FDA held a public meeting in April 2009 on the regulation of promotional speech on Social Media by medical product manufacturers and set the framework for the discussion (and the subsequent regulation) by asking five questions. Ostensibly guidance was to follow in short order, but in fact, many years passed before FDA issued guidance documents that only partially addressed the questions raised in that framework. The most comprehensive of these guidance documents were about correcting misinformation by third parties on the Internet and operating in platforms where there is character space limitation. Left unanswered were many questions such as issues related to adverse event reporting, among others. 

The sluggishness of the agency is in many ways understandable.  Digital media is fast evolving. Platforms develop rapidly and raise many new questions. Platforms also come and go. On the other hand, FDA’s process moves slowly and keeping up is difficult. Many times on this blog have I opined that moving from a system that is reliant on guidance development to something that operated more quickly, such as advisory committee on communications, might help speed things along. 

But while digital health is exploding on many fronts and healthcare information abounds via Social media, rather than speed up, it would seem in many ways that FDA is still focused on traditional communications vehicles when it comes to regulation from the Office of Prescription Drug Promotion (OPDP), per recent indicators.

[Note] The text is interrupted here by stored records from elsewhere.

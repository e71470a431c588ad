//! Diffing of directive definitions and of directive applications attached
//! to types and fields. Applications of `@deprecated` are excluded here,
//! they surface through the dedicated deprecation change kinds instead.

use crate::{
    Change, ChangeKind, Criticality, SourcePosition,
    compat::safe_change_for_input,
    state::{DiffMap, Sourced, default_value, description_text, render_default},
};
use async_graphql_parser::{
    Positioned,
    types::{ConstDirective, DirectiveDefinition, DirectiveLocation},
};
use async_graphql_value::ConstValue;
use std::collections::HashSet;

pub(crate) const DEPRECATED_DIRECTIVE: &str = "deprecated";

pub(crate) fn find_deprecated(
    directives: &[Positioned<ConstDirective>],
) -> Option<&Positioned<ConstDirective>> {
    directives
        .iter()
        .find(|directive| directive.node.name.node.as_str() == DEPRECATED_DIRECTIVE)
}

pub(crate) fn deprecation_reason(directive: &Positioned<ConstDirective>) -> Option<&ConstValue> {
    directive
        .node
        .get_argument("reason")
        .map(|value| &value.node)
}

pub(crate) fn push_directive_definition_changes<'a>(
    definitions: DiffMap<&'a str, Sourced<'a, Positioned<DirectiveDefinition>>>,
    changes: &mut Vec<Change<'a>>,
) {
    for (name, pair) in definitions {
        match pair {
            [None, None] => unreachable!(),
            [Some(old), None] => changes.push(Change {
                kind: ChangeKind::DirectiveRemoved,
                criticality: Criticality::Breaking,
                message: format!("Directive '@{name}' was removed"),
                path: format!("@{name}"),
                position: old.position(old.node.pos),
            }),
            [None, Some(new)] => changes.push(Change {
                kind: ChangeKind::DirectiveAdded,
                criticality: Criticality::NonBreaking,
                message: format!("Directive '@{name}' was added"),
                path: format!("@{name}"),
                position: new.position(new.node.pos),
            }),
            [Some(old), Some(new)] => push_persisted_definition_changes(name, old, new, changes),
        }
    }
}

fn push_persisted_definition_changes<'a>(
    name: &'a str,
    old: Sourced<'a, Positioned<DirectiveDefinition>>,
    new: Sourced<'a, Positioned<DirectiveDefinition>>,
    changes: &mut Vec<Change<'a>>,
) {
    let old_definition = &old.node.node;
    let new_definition = &new.node.node;
    let definition_position = new.position(new.node.pos);

    if description_text(&old_definition.description) != description_text(&new_definition.description) {
        changes.push(Change {
            kind: ChangeKind::DirectiveDescriptionChanged,
            criticality: Criticality::NonBreaking,
            message: format!("Directive '@{name}' description changed"),
            path: format!("@{name}"),
            position: definition_position,
        });
    }

    for old_location in &old_definition.locations {
        if !new_definition
            .locations
            .iter()
            .any(|location| location.node == old_location.node)
        {
            changes.push(Change {
                kind: ChangeKind::DirectiveLocationRemoved,
                criticality: Criticality::Breaking,
                message: format!(
                    "Location '{}' was removed from directive '@{name}'",
                    location_str(&old_location.node)
                ),
                path: format!("@{name}"),
                position: definition_position,
            });
        }
    }

    for new_location in &new_definition.locations {
        if !old_definition
            .locations
            .iter()
            .any(|location| location.node == new_location.node)
        {
            changes.push(Change {
                kind: ChangeKind::DirectiveLocationAdded,
                criticality: Criticality::NonBreaking,
                message: format!(
                    "Location '{}' was added to directive '@{name}'",
                    location_str(&new_location.node)
                ),
                path: format!("@{name}"),
                position: definition_position,
            });
        }
    }

    if old_definition.is_repeatable && !new_definition.is_repeatable {
        changes.push(Change {
            kind: ChangeKind::DirectiveRepeatableRemoved,
            criticality: Criticality::Breaking,
            message: format!("Repeatable flag was removed from directive '@{name}'"),
            path: format!("@{name}"),
            position: definition_position,
        });
    }

    if !old_definition.is_repeatable && new_definition.is_repeatable {
        changes.push(Change {
            kind: ChangeKind::DirectiveRepeatableAdded,
            criticality: Criticality::NonBreaking,
            message: format!("Repeatable flag was added to directive '@{name}'"),
            path: format!("@{name}"),
            position: definition_position,
        });
    }

    for old_argument in &old_definition.arguments {
        let argument_name = old_argument.node.name.node.as_str();

        let Some(new_argument) = new_definition
            .arguments
            .iter()
            .find(|argument| argument.node.name.node == old_argument.node.name.node)
        else {
            changes.push(Change {
                kind: ChangeKind::DirectiveArgumentRemoved,
                criticality: Criticality::Breaking,
                message: format!("Argument '{argument_name}' was removed from directive '@{name}'"),
                path: format!("@{name}.{argument_name}"),
                position: definition_position,
            });
            continue;
        };

        let argument_position = new.position(new_argument.pos);

        if old_argument.node.ty.node != new_argument.node.ty.node {
            let criticality =
                if safe_change_for_input(&old_argument.node.ty.node, &new_argument.node.ty.node) {
                    Criticality::NonBreaking
                } else {
                    Criticality::Breaking
                };

            changes.push(Change {
                kind: ChangeKind::DirectiveArgumentTypeChanged,
                criticality,
                message: format!(
                    "Argument '{argument_name}' type changed from '{}' to '{}' in directive '@{name}'",
                    old_argument.node.ty.node, new_argument.node.ty.node
                ),
                path: format!("@{name}.{argument_name}"),
                position: argument_position,
            });
        }

        if default_value(old_argument) != default_value(new_argument) {
            changes.push(Change {
                kind: ChangeKind::DirectiveArgumentDefaultValueChanged,
                criticality: Criticality::Dangerous,
                message: format!(
                    "Argument '{argument_name}' default value changed from '{}' to '{}' in directive '@{name}'",
                    render_default(old_argument),
                    render_default(new_argument)
                ),
                path: format!("@{name}.{argument_name}"),
                position: argument_position,
            });
        }

        if description_text(&old_argument.node.description)
            != description_text(&new_argument.node.description)
        {
            changes.push(Change {
                kind: ChangeKind::DirectiveArgumentDescriptionChanged,
                criticality: Criticality::NonBreaking,
                message: format!(
                    "Argument '{argument_name}' description changed in directive '@{name}'"
                ),
                path: format!("@{name}.{argument_name}"),
                position: argument_position,
            });
        }
    }

    for new_argument in &new_definition.arguments {
        if old_definition
            .arguments
            .iter()
            .any(|argument| argument.node.name.node == new_argument.node.name.node)
        {
            continue;
        }

        let argument_name = new_argument.node.name.node.as_str();
        let argument_type = &new_argument.node.ty.node;

        let (criticality, message) = if argument_type.nullable {
            (
                Criticality::NonBreaking,
                format!("Argument '{argument_name}: {argument_type}' was added to directive '@{name}'"),
            )
        } else {
            (
                Criticality::Breaking,
                format!(
                    "Non-nullable argument '{argument_name}: {argument_type}' was added to directive '@{name}'"
                ),
            )
        };

        changes.push(Change {
            kind: ChangeKind::DirectiveArgumentAdded,
            criticality,
            message,
            path: format!("@{name}.{argument_name}"),
            position: new.position(new_argument.pos),
        });
    }
}

/// Compare the directive applications attached to a type or field.
/// `location` is the dotted path of the owner, `anchor` its position in the
/// new schema.
pub(crate) fn push_directive_application_changes<'a>(
    old_directives: &'a [Positioned<ConstDirective>],
    new_directives: &'a [Positioned<ConstDirective>],
    location: &str,
    anchor: SourcePosition<'a>,
    changes: &mut Vec<Change<'a>>,
) {
    let mut seen_old = HashSet::new();

    for old_directive in old_directives {
        let name = old_directive.node.name.node.as_str();

        if name == DEPRECATED_DIRECTIVE || !seen_old.insert(name) {
            continue;
        }

        let old_applications: Vec<_> = old_directives
            .iter()
            .filter(|directive| directive.node.name.node.as_str() == name)
            .collect();
        let new_applications: Vec<_> = new_directives
            .iter()
            .filter(|directive| directive.node.name.node.as_str() == name)
            .collect();

        if new_applications.is_empty() {
            changes.push(Change {
                kind: ChangeKind::DirectiveRemoved,
                criticality: Criticality::Dangerous,
                message: format!("Directive '@{name}' was removed from '{location}'"),
                path: location.to_owned(),
                position: anchor,
            });
        } else if old_applications.len() == 1 && new_applications.len() == 1 {
            push_application_argument_changes(
                old_applications[0],
                new_applications[0],
                location,
                anchor,
                changes,
            );
        } else {
            // A repeatable directive. An old application without a new
            // application carrying the same argument values means the set
            // changed.
            let unmatched = old_applications.iter().any(|old_application| {
                !new_applications
                    .iter()
                    .any(|new_application| same_arguments(&old_application.node, &new_application.node))
            });

            if unmatched {
                changes.push(Change {
                    kind: ChangeKind::DirectiveChanged,
                    criticality: Criticality::Dangerous,
                    message: format!("Directive '@{name}' was changed on '{location}'"),
                    path: location.to_owned(),
                    position: anchor,
                });
            }
        }
    }

    let mut seen_new = HashSet::new();

    for new_directive in new_directives {
        let name = new_directive.node.name.node.as_str();

        if name == DEPRECATED_DIRECTIVE || !seen_new.insert(name) {
            continue;
        }

        if !old_directives
            .iter()
            .any(|directive| directive.node.name.node.as_str() == name)
        {
            changes.push(Change {
                kind: ChangeKind::DirectiveAdded,
                criticality: Criticality::NonBreaking,
                message: format!("Directive '@{name}' was added to '{location}'"),
                path: location.to_owned(),
                position: SourcePosition::new(anchor.file, new_directive.pos),
            });
        }
    }
}

fn push_application_argument_changes<'a>(
    old_application: &'a Positioned<ConstDirective>,
    new_application: &'a Positioned<ConstDirective>,
    location: &str,
    anchor: SourcePosition<'a>,
    changes: &mut Vec<Change<'a>>,
) {
    let directive_name = old_application.node.name.node.as_str();

    for (argument_name, old_value) in &old_application.node.arguments {
        let argument_name = argument_name.node.as_str();

        match new_application.node.get_argument(argument_name) {
            None => changes.push(Change {
                kind: ChangeKind::DirectiveArgumentRemoved,
                criticality: Criticality::Dangerous,
                message: format!(
                    "Directive '@{directive_name}' argument '{argument_name}' was removed from '{location}'"
                ),
                path: format!("@{directive_name}.{argument_name}"),
                position: anchor,
            }),
            Some(new_value) if new_value.node != old_value.node => changes.push(Change {
                kind: ChangeKind::DirectiveArgumentValueChanged,
                criticality: Criticality::Dangerous,
                message: format!(
                    "Directive '@{directive_name}' argument '{argument_name}' value changed from '{}' to '{}' in '{location}'",
                    old_value.node, new_value.node
                ),
                path: format!("@{directive_name}.{argument_name}"),
                position: SourcePosition::new(anchor.file, new_value.pos),
            }),
            Some(_) => (),
        }
    }

    for (argument_name, _) in &new_application.node.arguments {
        if old_application
            .node
            .get_argument(argument_name.node.as_str())
            .is_none()
        {
            changes.push(Change {
                kind: ChangeKind::DirectiveArgumentAdded,
                criticality: Criticality::NonBreaking,
                message: format!(
                    "Directive '@{directive_name}' argument '{}' was added to '{location}'",
                    argument_name.node
                ),
                path: format!("{location}.@{directive_name}"),
                position: SourcePosition::new(anchor.file, argument_name.pos),
            });
        }
    }
}

fn same_arguments(old: &ConstDirective, new: &ConstDirective) -> bool {
    old.arguments.len() == new.arguments.len()
        && old.arguments.iter().all(|(name, value)| {
            new.get_argument(name.node.as_str())
                .is_some_and(|new_value| new_value.node == value.node)
        })
}

fn location_str(location: &DirectiveLocation) -> &'static str {
    match location {
        DirectiveLocation::Query => "QUERY",
        DirectiveLocation::Mutation => "MUTATION",
        DirectiveLocation::Subscription => "SUBSCRIPTION",
        DirectiveLocation::Field => "FIELD",
        DirectiveLocation::FragmentDefinition => "FRAGMENT_DEFINITION",
        DirectiveLocation::FragmentSpread => "FRAGMENT_SPREAD",
        DirectiveLocation::InlineFragment => "INLINE_FRAGMENT",
        DirectiveLocation::VariableDefinition => "VARIABLE_DEFINITION",
        DirectiveLocation::Schema => "SCHEMA",
        DirectiveLocation::Scalar => "SCALAR",
        DirectiveLocation::Object => "OBJECT",
        DirectiveLocation::FieldDefinition => "FIELD_DEFINITION",
        DirectiveLocation::ArgumentDefinition => "ARGUMENT_DEFINITION",
        DirectiveLocation::Interface => "INTERFACE",
        DirectiveLocation::Union => "UNION",
        DirectiveLocation::Enum => "ENUM",
        DirectiveLocation::EnumValue => "ENUM_VALUE",
        DirectiveLocation::InputObject => "INPUT_OBJECT",
        DirectiveLocation::InputFieldDefinition => "INPUT_FIELD_DEFINITION",
    }
}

First, the publication of the 2018 Guidance Agenda from the Center for Drug Evaluation and Research (CDER) has been posted to the CDER website and under the category of Advertising, there are only plans for two guidance documents, neither having to do with digital or social media (though presumably could include them as elements). 

FDA is an evidence-based agency, both in terms of the products it reviews for approval as well as in the way it regulates. That brings us to the second indicator – the Office of Prescription Drug research agenda. There are currently listed 13 “Research in Progress” efforts going on. A number of them are focused on DTC advertising and two specifically are on television advertisements. Some are focused on Print ads and others are non-specific to print or broadcast. But there is only one that is involving digital/social – a project focused on character space limitation. Nothing on adverse events – nothing on optimizing a website for mobile. 

A relatively recent research project undertaken and published by the agency looked at how DTC advertising in the form on landing pages for promotional websites treated drug benefits and risks when optimized for mobile and concluded that there were inconsistent approaches. The outcome is hardly surprising since FDA has provided no insight into its thinking on optimization for mobile or parameters for designing a landing page for an approved drug for mobile. FDA’s evidence based approach means that actual practice runs far ahead of critical FDA thinking, just as it did in 2009 when OPDP issued a slew of letters regarding banner ads to 14 companies for incorporating risk by link. 

Comparing FDA’s pace in evolving the agency’s regulatory thinking regarding social and digital with the actual developments in these platforms shows a vast gap. Yet the uses and reliance on social media continues to go up. Unfortunately, judging from what is visible with FDA’s plans as made public through future guidance development or research in process indicates that this gap will be narrowing any time soon. 

For an overview of milestones related to FDA and social media, check out the tab on the Eye on FDA blog. 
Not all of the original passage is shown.